Trust is an interesting need; we all need it coming towards us (as in others trusting us), and we also all need it issuing from us (as in our being able to trust others). And of course, we all know that trust is very easy to break, and often much harder to build. It’s largely made up of predictability: what we trust about someone is that we can predict how they’re going to behave in certain circumstances, for example, or what their general values are. In friendship, trust is absolutely central. The usual predictability here is that we trust our friends to care about our well-being, and to act accordingly.

In Nonviolent Communication, there is a distinction made between the “protective use of force”, and the “punitive use of force”. Punishment is violent, so we don’t want that. Protection, however, can be a viable strategy towards trying to meet our universal need for safety. Sometimes, setting a boundary and being firm about it is the protective use of force. It’s force by virtue of it not being an agreed-upon strategy; you are setting a boundary unilaterally. And whether he views it as punitive or not, or says you are hurting him or not, you can’t have any control over. After all, it is not a physical event, it is social.

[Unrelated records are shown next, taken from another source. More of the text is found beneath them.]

// =============================================================================
// Domain model — entities shared by the store, services, and API layers
// =============================================================================

pub mod fund_log;
pub mod notification;
pub mod position;
pub mod review;
pub mod risk_config;
pub mod sales;
pub mod user;

pub use fund_log::{FundLog, FundLogType};
pub use notification::{Notification, NotifyLevel, NotifyStatus, NotifyType};
pub use position::{Position, PositionStatus, RiskClass, Side};
pub use review::{
    DepositRequest, ReviewStatus, SupplementRequest, WithdrawRequest,
};
pub use risk_config::RiskConfig;
pub use sales::{commission_points, CommissionRecord, Salesperson};
pub use user::{Role, User, UserStatus};

/// Round a money amount to two decimals (fen precision).
///
/// Applied at every mutation point so that stored balances never accumulate
/// float noise beyond the cent.
pub fn round2(v: f64) -> f64 {
    (v * 100.0).round() / 100.0
}

#[cfg(test)]
mod tests {
    use super::*;

    #[test]
    fn round2_truncates_to_fen() {
        assert_eq!(round2(10.0 / 3.0), 3.33);
        assert_eq!(round2(0.1 + 0.2), 0.3);
        assert_eq!(round2(-99.999), -100.0);
        assert_eq!(round2(100.0), 100.0);
    }
}
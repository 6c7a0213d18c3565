// =============================================================================
// AppState — shared service container injected into every handler
// =============================================================================
//
// Constructed once at startup. The hubs are process-wide singletons; every
// service holds cheap clones of the store handle and of each other, so the
// whole graph is wired here and nowhere else.
// =============================================================================

use std::sync::Arc;

use crate::balance::BalanceService;
use crate::config::AppConfig;
use crate::notify::{NotificationHub, NotificationService};
use crate::quote::QuoteHub;
use crate::review::{DepositService, SupplementService, WithdrawService};
use crate::risk::RiskService;
use crate::store::Store;
use crate::trade::TradeService;

pub struct AppState {
    pub config: AppConfig,
    pub store: Store,
    pub quote_hub: Arc<QuoteHub>,
    pub notify_hub: Arc<NotificationHub>,
    pub notifier: NotificationService,
    pub balance: BalanceService,
    pub trade: TradeService,
    pub deposits: DepositService,
    pub withdraws: WithdrawService,
    pub supplements: SupplementService,
    pub risk: RiskService,
}

impl AppState {
    pub fn new(config: AppConfig, store: Store) -> Self {
        let quote_hub = Arc::new(QuoteHub::new());
        let notify_hub = Arc::new(NotificationHub::new());

        let notifier = NotificationService::new(store.clone(), Some(notify_hub.clone()));
        let balance = BalanceService::new(store.clone());
        let trade = TradeService::new(
            store.clone(),
            balance.clone(),
            notifier.clone(),
            quote_hub.clone(),
        );
        let deposits = DepositService::new(store.clone(), balance.clone(), notifier.clone());
        let withdraws = WithdrawService::new(store.clone(), balance.clone(), notifier.clone());
        let supplements = SupplementService::new(store.clone(), balance.clone(), notifier.clone());
        let risk = RiskService::new(store.clone(), balance.clone(), notifier.clone());

        Self {
            config,
            store,
            quote_hub,
            notify_hub,
            notifier,
            balance,
            trade,
            deposits,
            withdraws,
            supplements,
            risk,
        }
    }
}
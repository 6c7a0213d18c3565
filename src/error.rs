// =============================================================================
// Error taxonomy — typed service errors mapped onto HTTP statuses
// =============================================================================
//
// Services return `AppError`; request handlers bubble it up with `?` and the
// IntoResponse impl renders `{"error": "..."}` with the matching status.
// Background components (hubs, scheduler) never propagate these upward —
// they log and retry or evict.
// =============================================================================

use axum::http::StatusCode;
use axum::response::{IntoResponse, Response};
use axum::Json;
use thiserror::Error;

#[derive(Debug, Error)]
pub enum AppError {
    /// Malformed request or field-constraint violation.
    #[error("{0}")]
    BadInput(String),

    #[error("{0}")]
    NotFound(String),

    /// Operation forbidden in the entity's current state.
    #[error("{0}")]
    InvalidState(String),

    /// Would drive available_deposit below zero.
    #[error("insufficient available deposit: have {available:.2}, need {required:.2}")]
    BalanceUnderflow { available: f64, required: f64 },

    #[error("{0}")]
    AuthRequired(String),

    #[error("{0}")]
    PermissionDenied(String),

    /// Market price not obtainable.
    #[error("{0}")]
    UpstreamUnavailable(String),

    /// Database deadlock, network reset, and similar retryable faults.
    #[error("database error: {0}")]
    Database(#[from] sqlx::Error),

    #[error("{0}")]
    Internal(String),
}

impl AppError {
    pub fn status_code(&self) -> StatusCode {
        match self {
            Self::BadInput(_) | Self::InvalidState(_) | Self::BalanceUnderflow { .. } => {
                StatusCode::BAD_REQUEST
            }
            Self::AuthRequired(_) => StatusCode::UNAUTHORIZED,
            Self::PermissionDenied(_) => StatusCode::FORBIDDEN,
            Self::NotFound(_) => StatusCode::NOT_FOUND,
            Self::UpstreamUnavailable(_) => StatusCode::SERVICE_UNAVAILABLE,
            Self::Database(_) | Self::Internal(_) => StatusCode::INTERNAL_SERVER_ERROR,
        }
    }
}

impl IntoResponse for AppError {
    fn into_response(self) -> Response {
        let status = self.status_code();
        // Internal details stay in the log, not the response body.
        let message = match &self {
            Self::Database(e) => {
                tracing::error!(error = %e, "database error surfaced to request");
                "internal error".to_string()
            }
            Self::Internal(e) => {
                tracing::error!(error = %e, "internal error surfaced to request");
                "internal error".to_string()
            }
            other => other.to_string(),
        };
        (status, Json(serde_json::json!({ "error": message }))).into_response()
    }
}

pub type AppResult<T> = Result<T, AppError>;

#[cfg(test)]
mod tests {
    use super::*;

    #[test]
    fn status_mapping_follows_taxonomy() {
        assert_eq!(
            AppError::BadInput("x".into()).status_code(),
            StatusCode::BAD_REQUEST
        );
        assert_eq!(
            AppError::InvalidState("x".into()).status_code(),
            StatusCode::BAD_REQUEST
        );
        assert_eq!(
            AppError::BalanceUnderflow {
                available: 1.0,
                required: 2.0
            }
            .status_code(),
            StatusCode::BAD_REQUEST
        );
        assert_eq!(
            AppError::AuthRequired("x".into()).status_code(),
            StatusCode::UNAUTHORIZED
        );
        assert_eq!(
            AppError::PermissionDenied("x".into()).status_code(),
            StatusCode::FORBIDDEN
        );
        assert_eq!(
            AppError::NotFound("x".into()).status_code(),
            StatusCode::NOT_FOUND
        );
        assert_eq!(
            AppError::UpstreamUnavailable("x".into()).status_code(),
            StatusCode::SERVICE_UNAVAILABLE
        );
        assert_eq!(
            AppError::Internal("x".into()).status_code(),
            StatusCode::INTERNAL_SERVER_ERROR
        );
    }

    #[test]
    fn underflow_message_carries_amounts() {
        let e = AppError::BalanceUnderflow {
            available: 99.99,
            required: 100.0,
        };
        let msg = e.to_string();
        assert!(msg.contains("99.99"));
        assert!(msg.contains("100.00"));
    }
}
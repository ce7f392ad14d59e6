//! SQLite storage bootstrap and connection scoping.
//!
//! # Responsibility
//! - Open and configure SQLite connections for the quill core.
//! - Bootstrap the `authors` / `magazines` / `articles` schema.
//! - Hand connections to callers as scoped resources.
//!
//! # Invariants
//! - Schema version is tracked via `PRAGMA user_version`.
//! - Entity code must not read/write rows before the schema is bootstrapped.

use std::error::Error;
use std::fmt::{Display, Formatter};

mod open;
mod provider;
pub mod schema;

pub use open::{open_db, open_db_in_memory};
pub use provider::{with_connection, ConnectionProvider, SqliteFileProvider};

pub type DbResult<T> = Result<T, DbError>;

#[derive(Debug)]
pub enum DbError {
    Sqlite(rusqlite::Error),
    UnsupportedSchemaVersion {
        db_version: u32,
        latest_supported: u32,
    },
}

impl Display for DbError {
    fn fmt(&self, f: &mut Formatter<'_>) -> std::fmt::Result {
        match self {
            Self::Sqlite(err) => write!(f, "{err}"),
            Self::UnsupportedSchemaVersion {
                db_version,
                latest_supported,
            } => write!(
                f,
                "database schema version {db_version} is newer than supported {latest_supported}"
            ),
        }
    }
}

impl Error for DbError {
    fn source(&self) -> Option<&(dyn Error + 'static)> {
        match self {
            Self::Sqlite(err) => Some(err),
            Self::UnsupportedSchemaVersion { .. } => None,
        }
    }
}

impl From<rusqlite::Error> for DbError {
    fn from(value: rusqlite::Error) -> Self {
        Self::Sqlite(value)
    }
}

So, depending on how safe or unsafe you feel with this person, you can choose where to set your boundary, and how. If he can discuss this with you in a safe, open, nonviolent way, then maybe there is a path forward for gradually rebuilding a trusting friendship. If there’s no sharing of responsibility or empathy for your experience, then maybe a boundary would serve you both best by being less flexible. Remember, there’s no “win-lose”, only “win-win” and “lose-lose” (see Aunty’s previous article — we’re talking souls here!) — he can’t truly “win” at your expense, but there’s real damage possible in the process. That’s where the protective use of force comes in. Be realistic, not guilt-tripped, and set yourself up for safety and safe connections.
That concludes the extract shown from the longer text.